Na última quinta-feira, 21 de maio de 2026, o Ministério da Cultura (MinC) organizou uma roda de conversa sobre economia viva, cultura e trabalho coletivo. O evento fez parte da 6ª Teia Nacional dos Pontos de Cultura, realizada em Aracruz, no Espírito Santo. O debate aconteceu no coração da Feira de Economia Criativa, reunindo a secretária de Economia Criativa do MinC, Cláudia Leitão, além de representantes da economia solidária, pesquisadores e agentes culturais. O foco das discussões foi a formação, a geração de renda e o fortalecimento das redes culturais comunitárias, considerados essenciais para o desenvolvimento econômico e social das regiões.

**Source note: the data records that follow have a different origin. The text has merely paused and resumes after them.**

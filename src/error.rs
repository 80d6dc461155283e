//! Unified SDK error types.

use thiserror::Error;

use crate::auth::CredentialField;

/// Top-level SDK error.
#[derive(Error, Debug)]
pub enum SdkError {
    #[error("HTTP error: {0}")]
    Http(#[from] HttpError),

    #[error("Auth error: {0}")]
    Auth(#[from] AuthError),

    #[error("Session error: {0}")]
    Session(#[from] SessionError),

    #[error("Validation error: {0}")]
    Validation(String),
}

/// HTTP-layer errors.
#[derive(Error, Debug)]
pub enum HttpError {
    #[cfg(feature = "http")]
    #[error("Request failed: {0}")]
    Reqwest(#[from] reqwest::Error),

    #[error("Server error {status}: {body}")]
    ServerError { status: u16, body: String },

    #[error("Rate limited")]
    RateLimited,

    #[error("Unauthorized")]
    Unauthorized,

    #[error("Not found: {0}")]
    NotFound(String),

    #[error("Bad request: {0}")]
    BadRequest(String),

    #[error("Timeout")]
    Timeout,
}

/// Authentication errors.
#[derive(Error, Debug)]
pub enum AuthError {
    /// The backend answered with `success: false`.
    #[error("Login rejected by backend")]
    Rejected,

    #[error("Missing required field: {0}")]
    MissingField(CredentialField),

    #[error("Unknown credential field: {0}")]
    UnknownField(String),
}

/// Session orchestration errors.
#[derive(Error, Debug)]
pub enum SessionError {
    /// Activation already succeeded; the control is disabled.
    #[error("Backend already active")]
    AlreadyActive,

    /// The backend answered the activation request with `success: false`.
    #[error("Backend activation rejected")]
    ActivationRejected,

    #[error("Unknown view: {0}")]
    UnknownView(String),
}

/// The two failure kinds every operation distinguishes, plus disabled controls.
#[derive(Debug, Clone, Copy, PartialEq, Eq)]
pub enum ErrorKind {
    /// Well-formed response carrying a false success flag.
    Rejected,
    /// The request did not complete or the response could not be parsed.
    Transport,
    /// The operation is not available in the current state.
    Unavailable,
}

impl SdkError {
    pub fn kind(&self) -> ErrorKind {
        match self {
            SdkError::Auth(AuthError::Rejected) => ErrorKind::Rejected,
            SdkError::Session(SessionError::ActivationRejected) => ErrorKind::Rejected,
            SdkError::Session(SessionError::AlreadyActive) => ErrorKind::Unavailable,
            SdkError::Http(_) => ErrorKind::Transport,
            SdkError::Auth(_) | SdkError::Session(_) | SdkError::Validation(_) => {
                ErrorKind::Unavailable
            }
        }
    }

    pub fn is_transport(&self) -> bool {
        self.kind() == ErrorKind::Transport
    }
}

#[cfg(test)]
mod tests {
    use super::*;

    #[test]
    fn test_rejections_classified_apart_from_transport() {
        assert_eq!(SdkError::from(AuthError::Rejected).kind(), ErrorKind::Rejected);
        assert_eq!(
            SdkError::from(SessionError::ActivationRejected).kind(),
            ErrorKind::Rejected
        );
        assert_eq!(
            SdkError::from(HttpError::ServerError {
                status: 500,
                body: String::new()
            })
            .kind(),
            ErrorKind::Transport
        );
        assert_eq!(SdkError::from(HttpError::Unauthorized).kind(), ErrorKind::Transport);
    }

    #[test]
    fn test_every_http_failure_is_transport() {
        for err in [
            HttpError::Timeout,
            HttpError::RateLimited,
            HttpError::NotFound("gone".into()),
            HttpError::BadRequest("bad".into()),
        ] {
            assert!(SdkError::from(err).is_transport());
        }
    }

    #[test]
    fn test_already_active_is_unavailable() {
        let err = SdkError::from(SessionError::AlreadyActive);
        assert_eq!(err.kind(), ErrorKind::Unavailable);
        assert_eq!(err.to_string(), "Session error: Backend already active");
    }
}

Carolina Freitas, coordenadora de Planejamento e Sistema Nacional Cultura Viva do MinC, enfatizou que as economias solidária e criativa são fundamentais para a Política Nacional Cultura Viva. “A política se fundamenta em um tripé que une educação, cultura e cidadania. Portanto, é imprescindível que incluamos a economia nesse contexto”, explicou ela.
Durante sua intervenção, Cláudia Leitão reiterou a importância da economia criativa como um modelo que prioriza o bem viver, a sustentabilidade e o reconhecimento dos trabalhadores da cultura. “Estamos discutindo economias do século XXI, que são emergentes, urgentes e necessárias. Todas devem lutar por um comércio justo, pela dignidade dos trabalhadores e contra a precarização”, destacou.
A secretária também aproveitou a oportunidade para lançar o novo Portal Brasil Criativo, ressaltando a necessidade de fortalecer os ecossistemas culturais. “Aqueles que vivem da cultura desejam fazer isso com dignidade. Precisamos garantir que esses ecossistemas operem de forma justa”, afirmou.
A roda de conversa ainda contou com a contribuição da pesquisadora Luana Vlutz, da Universidade Federal da Bahia, que apresentou dados do Diagnóstico Econômico da Cultura Viva. Esse levantamento abrangeu 867 municípios brasileiros e obteve mais de 2,4 mil respostas de Pontos e Pontões de Cultura. Ela comentou que a “economia viva” está profundamente conectada à preservação dos territórios, das memórias e das práticas culturais comunitárias. “Essa economia baseada na troca, na ajuda mútua e na colaboração existe. Curiosamente, 70% dos pontos afirmaram estar mobilizando essa economia não monetária”, observou.
O debate ainda explorou experiências com moedas sociais e circuitos econômicos culturais. Alex Barcelos, articulador cultural, defendeu a soberania cultural como parte integrante da soberania nacional e compartilhou experiências de circulação de moedas sociais em eventos culturais.
Para encerrar, o público teve a chance de participar do “Jogo da Escult”, uma atividade formativa promovida pela Escola Solano Trindade de Cultura e Economia Criativa do MinC. Essa dinâmica interativa, inspirada no clássico “Sorte ou Revés”, utilizou um tabuleiro humano para discutir temas relacionados à economia criativa e às políticas públicas culturais.